De defender a su patria en una de las provincias más inestables de Afganistán, a no tener casa. Les presento a Matt B. Farwell,
un hombre que le ha entregado a su patria todo lo que alguien le puede
dar: algunos de los mejores años de su juventud; su propio hermano,
fallecido en accidente de helicóptero, y la vida acomodada que ahora
podría estar viviendo si hubiera acabado sus estudios en la Universidad
de Virginia. En lugar de eso, Matt ingresó en el Ejército de Tierra en
2005. Es miembro de la generación 11-S, los cinco millones de soldados alistados después de los atentados de 2001.
Matt mató y vio morir. Vivió en Afganistán algunos de los mejores y de los peores momentos de su vida. Y al querer regresar a casa, se encontró con que los héroes, a veces, no tienen una casa a la que volver. Matt es, técnicamente, un sintecho. El gobierno de Estados Unidos define a esa persona como alguien que “carece de una residencia nocturna adecuada, regular y permanente”. Y Matt duerme a veces en casa de sus padres, en Kansas. Otras, desde que se mudó recientemente a California, en sofás de amigos. Cuando puede reunir los pocos dólares que cuesta una habitación en un motel de carretera, tiene el privilegio de descansar en una cama. En algunas ocasiones ha dormido a la intemperie.
Cinco años de entrega al ejército se han saldado con una pensión de
370 dólares mensuales, 268 euros para comer, dormir, vivir. Ahora Matt
quiere ser escritor. (Este es su blog).
Siente que la guerra le ha puesto cosas dentro que sólo puede sacarse
escribiéndolas. La aniquilación de dos de sus amigos en la provincia de
Paktika. La muerte de su hermano, Gary, en Alemania. La experiencia de
matar. La extrañeza de descubrirse gritando de alegría cuando vio al enemigo, a otro ser humano, morir. La muerte y la guerra. No se ha enfrentado a la vida del mismo modo, después de aquello. Y sus textos, como esta entrada, así lo reflejan.

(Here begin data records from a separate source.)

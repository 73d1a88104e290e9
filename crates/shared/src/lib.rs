pub mod agent;
pub mod error;
pub mod task;
pub mod token;

pub use error::ClientError;

pub mod settings {
    use crate::error::ClientError;
    use serde::{Deserialize, Serialize};
    use std::collections::HashSet;

    /// Version tag written into exported configuration files.
    pub const EXPORT_VERSION: &str = "1.0";

    /// A named, reusable system prompt template.
    #[derive(Debug, Clone, PartialEq, Eq, Serialize, Deserialize, Default)]
    #[serde(rename_all = "camelCase", default)]
    pub struct SystemPrompt {
        pub id: String,
        pub name: String,
        pub content: String,
        pub is_active: bool,
    }

    /// AI provider settings, persisted wholesale per user.
    #[derive(Debug, Clone, PartialEq, Eq, Serialize, Deserialize, Default)]
    #[serde(rename_all = "camelCase", default)]
    pub struct AiConfig {
        pub base_url: String,
        pub api_key: String,
        pub model: String,
        pub system_prompts: Vec<SystemPrompt>,
        /// Empty, or the id of one of `system_prompts`.
        pub current_prompt_id: String,
        pub system_prompt_enabled: bool,
        pub agent_enabled: bool,
        pub doc_context_enabled: bool,
        pub panel_enabled: bool,
        pub sync_enabled: bool,
    }

    impl AiConfig {
        /// The prompt selected by `current_prompt_id`, if any.
        pub fn active_prompt(&self) -> Option<&SystemPrompt> {
            if self.current_prompt_id.is_empty() {
                return None;
            }
            self.system_prompts
                .iter()
                .find(|p| p.id == self.current_prompt_id)
        }

        pub fn is_provider_configured(&self) -> bool {
            !self.base_url.trim().is_empty() && !self.model.trim().is_empty()
        }

        /// Check the prompt-list invariants: unique ids and a current id that
        /// is either empty or present in the list.
        pub fn validate(&self) -> Result<(), ClientError> {
            let mut seen = HashSet::new();
            for prompt in &self.system_prompts {
                if !seen.insert(prompt.id.as_str()) {
                    return Err(ClientError::InvalidFormat(format!(
                        "duplicate system prompt id: {}",
                        prompt.id
                    )));
                }
            }
            if !self.current_prompt_id.is_empty() && self.active_prompt().is_none() {
                return Err(ClientError::InvalidFormat(format!(
                    "current prompt id {} does not match any system prompt",
                    self.current_prompt_id
                )));
            }
            Ok(())
        }

        /// Drop a dangling `current_prompt_id`.
        pub fn normalized(mut self) -> Self {
            if self.active_prompt().is_none() {
                self.current_prompt_id.clear();
            }
            for prompt in &mut self.system_prompts {
                prompt.is_active = prompt.id == self.current_prompt_id;
            }
            self
        }

        /// Add a prompt, or replace the one with the same id.
        pub fn upsert_prompt(&mut self, prompt: SystemPrompt) {
            match self.system_prompts.iter_mut().find(|p| p.id == prompt.id) {
                Some(existing) => *existing = prompt,
                None => self.system_prompts.push(prompt),
            }
        }

        /// Select a prompt by id. Unknown ids leave the config unchanged.
        pub fn select_prompt(&mut self, id: &str) -> bool {
            if !self.system_prompts.iter().any(|p| p.id == id) {
                return false;
            }
            self.current_prompt_id = id.to_string();
            for prompt in &mut self.system_prompts {
                prompt.is_active = prompt.id == id;
            }
            true
        }
    }

    /// Bulk export format.
    #[derive(Debug, Clone, PartialEq, Serialize, Deserialize)]
    #[serde(rename_all = "camelCase")]
    pub struct ConfigExport {
        #[serde(default)]
        pub version: Option<String>,
        #[serde(default)]
        pub export_time: i64,
        #[serde(default)]
        pub config: Option<AiConfig>,
    }
}

pub mod agent_api {
    use crate::error::ClientError;
    use serde::{Deserialize, Serialize};

    #[derive(Debug, Clone, Copy, PartialEq, Eq, Serialize, Deserialize)]
    #[serde(rename_all = "lowercase")]
    pub enum Role {
        User,
        Assistant,
        System,
    }

    #[derive(Debug, Clone, PartialEq, Eq, Serialize, Deserialize)]
    pub struct ChatMessage {
        pub role: Role,
        pub content: String,
    }

    impl ChatMessage {
        pub fn user(content: impl Into<String>) -> Self {
            Self {
                role: Role::User,
                content: content.into(),
            }
        }

        pub fn assistant(content: impl Into<String>) -> Self {
            Self {
                role: Role::Assistant,
                content: content.into(),
            }
        }

        pub fn system(content: impl Into<String>) -> Self {
            Self {
                role: Role::System,
                content: content.into(),
            }
        }
    }

    /// One event of a streamed completion. `Done` and `Error` are terminal.
    #[derive(Debug, Clone, PartialEq)]
    pub enum StreamChunk {
        Content(String),
        Reasoning(String),
        Done,
        Error(ClientError),
    }

    impl StreamChunk {
        pub fn is_terminal(&self) -> bool {
            matches!(self, StreamChunk::Done | StreamChunk::Error(_))
        }
    }

    // ── Non-streaming completion ─────────────────────────────────────

    #[derive(Debug, Clone, PartialEq, Serialize, Deserialize, Default)]
    #[serde(default)]
    pub struct ResponseMessage {
        pub role: String,
        pub content: String,
    }

    #[derive(Debug, Clone, PartialEq, Serialize, Deserialize, Default)]
    #[serde(default)]
    pub struct ChatChoice {
        pub index: u32,
        pub message: ResponseMessage,
        pub finish_reason: Option<String>,
    }

    #[derive(Debug, Clone, PartialEq, Serialize, Deserialize, Default)]
    #[serde(default)]
    pub struct Usage {
        pub prompt_tokens: u64,
        pub completion_tokens: u64,
        pub total_tokens: u64,
    }

    #[derive(Debug, Clone, PartialEq, Serialize, Deserialize, Default)]
    #[serde(default)]
    pub struct ChatResponse {
        pub id: String,
        pub object: String,
        pub created: i64,
        pub model: String,
        pub choices: Vec<ChatChoice>,
        pub usage: Option<Usage>,
    }

    impl ChatResponse {
        pub fn first_content(&self) -> Option<&str> {
            self.choices.first().map(|c| c.message.content.as_str())
        }
    }

    // ── Models ───────────────────────────────────────────────────────

    #[derive(Debug, Clone, PartialEq, Eq, Serialize, Deserialize, Default)]
    #[serde(default)]
    pub struct ModelInfo {
        pub id: String,
        pub object: String,
        pub created: i64,
        pub owned_by: String,
    }

    #[derive(Debug, Clone, PartialEq, Eq, Serialize, Deserialize, Default)]
    #[serde(default)]
    pub struct ModelListResponse {
        pub object: String,
        pub data: Vec<ModelInfo>,
    }

    /// Result of probing a provider's credentials and base URL.
    #[derive(Debug, Clone, PartialEq, Eq, Serialize, Deserialize)]
    pub struct CheckConfigResponse {
        pub valid: bool,
        pub message: String,
        /// Round trip in milliseconds.
        pub latency: u64,
    }
}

Matt lo ha vivido de cerca. Compañeros que volvieron del frente y murieron en extrañas circunstancias. “Accidentes de tráfico extraños, sobredosis de drogas, situaciones que no parecen muertes naturales. La gente elige métodos muy variados para suicidarse”, explica. Definir un suicidio es, de hecho, difícil. “Mi amigo Michael Cloutier, que probablemente me salvó la vida en un puesto militar en Afganistán cuando nos atacó un grupo de talibanes que nos triplicaba en número, murió de una sobredosis a un año de volver del frente”, añade.

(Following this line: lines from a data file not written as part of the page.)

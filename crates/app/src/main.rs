use anyhow::Result;
use clap::{Parser, Subcommand};
use std::path::PathBuf;
use tracing_subscriber::EnvFilter;

mod commands;
mod context;
mod settings;

use context::AppContext;
use settings::AppSettings;

#[derive(Parser)]
#[command(name = "mdassist")]
#[command(about = "AI writing assistant for the markdown editor", long_about = None)]
struct Cli {
    /// Directory holding the local stores (overrides settings and environment)
    #[arg(long, global = true)]
    data_dir: Option<PathBuf>,

    #[command(subcommand)]
    command: Commands,
}

#[derive(Subcommand)]
enum Commands {
    /// Sign in to the markdown backend
    Login {
        #[arg(long)]
        name: String,
        /// Read from stdin when omitted
        #[arg(long)]
        password: Option<String>,
    },
    /// Sign out and clear local session state
    Logout,
    /// Inspect or edit the AI provider configuration
    Config {
        #[command(subcommand)]
        action: commands::config::ConfigAction,
    },
    /// List the provider's models (cached for 15 minutes)
    Models {
        /// Bypass the cache
        #[arg(long)]
        refresh: bool,
    },
    /// Validate the configured base URL and API key
    Check,
    /// Ask the assistant
    Chat(commands::chat::ChatArgs),
    /// Show or clear the chat history
    History {
        #[command(subcommand)]
        action: HistoryAction,
    },
    /// Show or change the editor theme
    Theme {
        #[command(subcommand)]
        action: Option<ThemeAction>,
    },
}

#[derive(Subcommand)]
enum HistoryAction {
    List,
    Clear,
}

#[derive(Subcommand)]
enum ThemeAction {
    /// Light -> Dark -> System
    Cycle,
    /// light, dark or system
    Set { mode: String },
}

fn init_tracing(fallback: &str) {
    let filter = EnvFilter::try_from_default_env().unwrap_or_else(|_| EnvFilter::new(fallback));
    tracing_subscriber::fmt()
        .with_env_filter(filter)
        .with_writer(std::io::stderr)
        .init();
}

#[tokio::main]
async fn main() -> Result<()> {
    let cli = Cli::parse();

    let mut settings = AppSettings::load()?;
    if let Some(dir) = cli.data_dir {
        settings.data_dir = Some(dir);
    }
    init_tracing(&settings.log_filter);

    let ctx = AppContext::open(&settings)?;

    match cli.command {
        Commands::Login { name, password } => commands::auth::login(&ctx, &name, password).await?,
        Commands::Logout => commands::auth::logout(&ctx).await?,
        Commands::Config { action } => commands::config::run(&ctx, action).await?,
        Commands::Models { refresh } => commands::models::list(&ctx, refresh).await?,
        Commands::Check => commands::models::check(&ctx).await?,
        Commands::Chat(args) => commands::chat::run(&ctx, args).await?,
        Commands::History { action } => match action {
            HistoryAction::List => commands::history::list(&ctx),
            HistoryAction::Clear => commands::history::clear(&ctx)?,
        },
        Commands::Theme { action } => match action {
            None => commands::theme::show(&ctx),
            Some(ThemeAction::Cycle) => commands::theme::cycle(&ctx)?,
            Some(ThemeAction::Set { mode }) => commands::theme::set(&ctx, &mode)?,
        },
    }

    Ok(())
}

Matt ha estado 18 meses vagando por EE UU, aquella patria que le recuerda que su generación es una generación de héroes. Ahora se encuentra en California; pronto regresará a Kansas, a quedarse con su familia una temporada, y probablemente reanudará en unos meses sus estudios en la Universidad de Virginia. Me cuenta que el miércoles pasado una desconocida le abrió su casa, le dejó dormir en su sofá y le dio 20 dólares para comer. Piensa que ese es el verdadero patriotismo. “No son las banderas, las pegatinas o los eslóganes. Esa ayuda, de alguien que decide hacer el bien, me hace ver que mis sacrificios para defender mi patria valieron la pena”.

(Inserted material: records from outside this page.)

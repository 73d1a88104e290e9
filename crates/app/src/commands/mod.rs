pub mod auth;
pub mod chat;
pub mod config;
pub mod history;
pub mod models;
pub mod theme;

/// Keep enough of a secret to recognise it.
pub fn mask_secret(secret: &str) -> String {
    let chars: Vec<char> = secret.chars().collect();
    if chars.is_empty() {
        return String::new();
    }
    if chars.len() <= 8 {
        return "*".repeat(chars.len());
    }
    let head: String = chars[..3].iter().collect();
    let tail: String = chars[chars.len() - 4..].iter().collect();
    format!("{}****{}", head, tail)
}

/// First line of `text`, cut to `max` characters.
pub fn preview(text: &str, max: usize) -> String {
    let line = text.lines().next().unwrap_or_default();
    if line.chars().count() <= max {
        line.to_string()
    } else {
        let cut: String = line.chars().take(max).collect();
        format!("{}...", cut)
    }
}

#[cfg(test)]
mod tests {
    use super::*;

    #[test]
    fn test_mask_secret() {
        assert_eq!(mask_secret(""), "");
        assert_eq!(mask_secret("short"), "*****");
        assert_eq!(mask_secret("sk-1234567890abcd"), "sk-****abcd");
    }

    #[test]
    fn test_preview_cuts_on_chars() {
        assert_eq!(preview("héllo wörld\nsecond", 5), "héllo...");
        assert_eq!(preview("short", 10), "short");
    }
}
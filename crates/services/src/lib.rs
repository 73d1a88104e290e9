//! Backend access and local persistence for the assistant.

pub mod ai_store;
pub mod ai_sync;
pub mod api_client;
pub mod kv_store;
pub mod notify;
pub mod preferences;
pub mod refresh;
pub mod session;
pub mod token_store;

pub use ai_store::AiConfigStore;
pub use ai_sync::AiConfigApi;
pub use api_client::{ApiClient, Channel, Method, ReqwestTransport, Transport};
pub use kv_store::{FileStore, KeyValueStore, MemoryStore};
pub use notify::{LogNotifier, Notifier};
pub use preferences::{Preferences, ThemeMode};
pub use refresh::RefreshCoordinator;
pub use session::SessionApi;
pub use token_store::TokenStore;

Matt mató y vio morir. Vivió en Afganistán algunos de los mejores y de los peores momentos de su vida. Y al querer regresar a casa, se encontró con que los héroes, a veces, no tienen una casa a la que volver. Matt es, técnicamente, un sintecho. El gobierno de Estados Unidos define a esa persona como alguien que “carece de una residencia nocturna adecuada, regular y permanente”. Y Matt duerme a veces en casa de sus padres, en Kansas. Otras, desde que se mudó recientemente a California, en sofás de amigos. Cuando puede reunir los pocos dólares que cuesta una habitación en un motel de carretera, tiene el privilegio de descansar en una cama. En algunas ocasiones ha dormido a la intemperie.
Matt no se arrepiente de nada.
Pero admite las dudas que le asaltaban después de sentir la adrenalina
de matar. “Entonces te detienes y piensas: ¿a quién he matado?”,
explica. “Desde luego, no le he disparado al propio Bin Laden en la
cara. ¿Quién era ese enemigo? ¿Y si era un granjero al que los talibanes
o los Haqqani
le habían extorsionado para que tomara las armas?”. Las pesadillas que
sigue tendiendo, Matt no se las desea ni a su peor enemigo. “He visto
cosas horribles, que no me abandonarán jamás”, confiesa.
Volver de la guerra con semejantes recuerdos a cuestas, enviar el currículum a más de 300 empresas
(ha pedido trabajar de casi todo, desde lavaplatos a celador) y no
obtener respuesta alguna: una experiencia amarga. Matt intenta abrirse
paso en la sociedad, oyendo cómo los políticos hablan sin cesar de
la deuda que tienen gobernantes y electores con los soldados, que
eligieron ir a la guerra para que el enemigo no volviera a atacar en
casa. Las frases ampulosas, sin embargo, no le facilitan la vida a
veteranos como él.
(Un soldado afgano, en Kandak, al anochecer. Foto: Marines)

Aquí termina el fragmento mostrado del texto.